What needs to be done
Find the line in the data below that contains "self.live_feed.push_back(line);". Return that line and all the lines after it, unchanged.

(Collected data)
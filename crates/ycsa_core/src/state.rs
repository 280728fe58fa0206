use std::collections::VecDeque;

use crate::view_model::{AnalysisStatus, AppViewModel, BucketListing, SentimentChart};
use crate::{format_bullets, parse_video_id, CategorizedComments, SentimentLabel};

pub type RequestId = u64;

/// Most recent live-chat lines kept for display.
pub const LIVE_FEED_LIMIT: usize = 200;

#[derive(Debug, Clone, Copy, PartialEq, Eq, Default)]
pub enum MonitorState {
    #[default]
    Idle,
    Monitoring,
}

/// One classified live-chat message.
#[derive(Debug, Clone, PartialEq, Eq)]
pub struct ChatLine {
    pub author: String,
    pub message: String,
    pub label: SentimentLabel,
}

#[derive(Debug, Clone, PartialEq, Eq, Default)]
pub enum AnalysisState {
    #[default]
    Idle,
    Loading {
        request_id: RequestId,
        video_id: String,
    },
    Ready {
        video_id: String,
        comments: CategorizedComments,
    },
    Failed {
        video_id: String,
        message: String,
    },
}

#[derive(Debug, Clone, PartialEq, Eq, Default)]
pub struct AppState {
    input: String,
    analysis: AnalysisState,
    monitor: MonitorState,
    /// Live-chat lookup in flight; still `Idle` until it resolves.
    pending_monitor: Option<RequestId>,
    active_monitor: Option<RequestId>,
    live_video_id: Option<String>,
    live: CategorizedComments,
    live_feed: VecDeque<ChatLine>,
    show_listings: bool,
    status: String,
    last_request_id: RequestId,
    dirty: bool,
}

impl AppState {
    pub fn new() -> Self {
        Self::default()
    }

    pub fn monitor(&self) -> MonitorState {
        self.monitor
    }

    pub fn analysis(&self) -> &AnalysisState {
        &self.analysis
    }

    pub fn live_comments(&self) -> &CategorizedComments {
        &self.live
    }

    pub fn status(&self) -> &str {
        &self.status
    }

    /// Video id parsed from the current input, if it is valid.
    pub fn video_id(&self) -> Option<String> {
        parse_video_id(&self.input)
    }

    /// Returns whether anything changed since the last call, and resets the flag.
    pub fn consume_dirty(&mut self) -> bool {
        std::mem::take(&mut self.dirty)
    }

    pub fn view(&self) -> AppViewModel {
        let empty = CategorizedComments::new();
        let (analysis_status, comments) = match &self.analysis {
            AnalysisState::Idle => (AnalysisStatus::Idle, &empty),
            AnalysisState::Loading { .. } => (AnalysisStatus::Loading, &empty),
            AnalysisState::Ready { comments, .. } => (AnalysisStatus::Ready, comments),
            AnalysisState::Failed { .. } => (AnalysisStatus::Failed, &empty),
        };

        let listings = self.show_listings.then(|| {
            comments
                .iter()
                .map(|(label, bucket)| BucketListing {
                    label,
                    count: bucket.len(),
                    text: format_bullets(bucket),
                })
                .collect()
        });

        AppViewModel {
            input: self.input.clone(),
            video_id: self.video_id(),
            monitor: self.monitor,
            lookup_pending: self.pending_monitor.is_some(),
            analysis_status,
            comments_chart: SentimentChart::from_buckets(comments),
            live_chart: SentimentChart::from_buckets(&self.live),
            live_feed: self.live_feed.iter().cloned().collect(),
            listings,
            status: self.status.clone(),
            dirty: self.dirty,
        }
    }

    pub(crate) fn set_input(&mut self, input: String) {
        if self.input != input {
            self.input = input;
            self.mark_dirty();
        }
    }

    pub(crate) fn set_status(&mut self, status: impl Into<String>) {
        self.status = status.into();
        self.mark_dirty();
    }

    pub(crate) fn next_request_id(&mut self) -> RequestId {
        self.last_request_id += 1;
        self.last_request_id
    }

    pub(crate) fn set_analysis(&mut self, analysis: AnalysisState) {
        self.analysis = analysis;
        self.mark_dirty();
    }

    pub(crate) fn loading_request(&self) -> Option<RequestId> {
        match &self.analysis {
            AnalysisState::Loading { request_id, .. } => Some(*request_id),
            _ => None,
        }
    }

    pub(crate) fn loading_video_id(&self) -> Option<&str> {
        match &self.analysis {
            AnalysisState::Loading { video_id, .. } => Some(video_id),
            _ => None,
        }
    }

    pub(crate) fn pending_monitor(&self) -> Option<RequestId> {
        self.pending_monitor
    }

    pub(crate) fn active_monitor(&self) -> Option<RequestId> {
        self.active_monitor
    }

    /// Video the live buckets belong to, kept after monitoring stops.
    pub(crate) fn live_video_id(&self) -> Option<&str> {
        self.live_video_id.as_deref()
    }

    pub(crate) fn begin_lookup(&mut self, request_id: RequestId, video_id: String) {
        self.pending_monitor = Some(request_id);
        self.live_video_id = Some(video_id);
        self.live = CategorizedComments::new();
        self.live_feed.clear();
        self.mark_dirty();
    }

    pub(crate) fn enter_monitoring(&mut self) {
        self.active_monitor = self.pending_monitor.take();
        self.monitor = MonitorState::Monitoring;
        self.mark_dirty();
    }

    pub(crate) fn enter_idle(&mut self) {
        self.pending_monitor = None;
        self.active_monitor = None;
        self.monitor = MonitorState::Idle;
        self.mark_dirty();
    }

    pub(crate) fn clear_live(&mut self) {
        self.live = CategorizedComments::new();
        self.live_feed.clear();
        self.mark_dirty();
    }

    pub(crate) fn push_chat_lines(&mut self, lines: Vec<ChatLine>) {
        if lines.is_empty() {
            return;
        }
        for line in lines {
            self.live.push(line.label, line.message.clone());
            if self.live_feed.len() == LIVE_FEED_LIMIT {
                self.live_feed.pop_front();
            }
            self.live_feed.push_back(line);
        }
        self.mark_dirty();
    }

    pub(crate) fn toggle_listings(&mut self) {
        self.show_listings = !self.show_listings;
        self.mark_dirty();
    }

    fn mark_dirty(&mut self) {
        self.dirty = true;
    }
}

Result of this exercise
            self.live_feed.push_back(line);
        }
        self.mark_dirty();
    }

    pub(crate) fn toggle_listings(&mut self) {
        self.show_listings = !self.show_listings;
        self.mark_dirty();
    }

    fn mark_dirty(&mut self) {
        self.dirty = true;
    }
}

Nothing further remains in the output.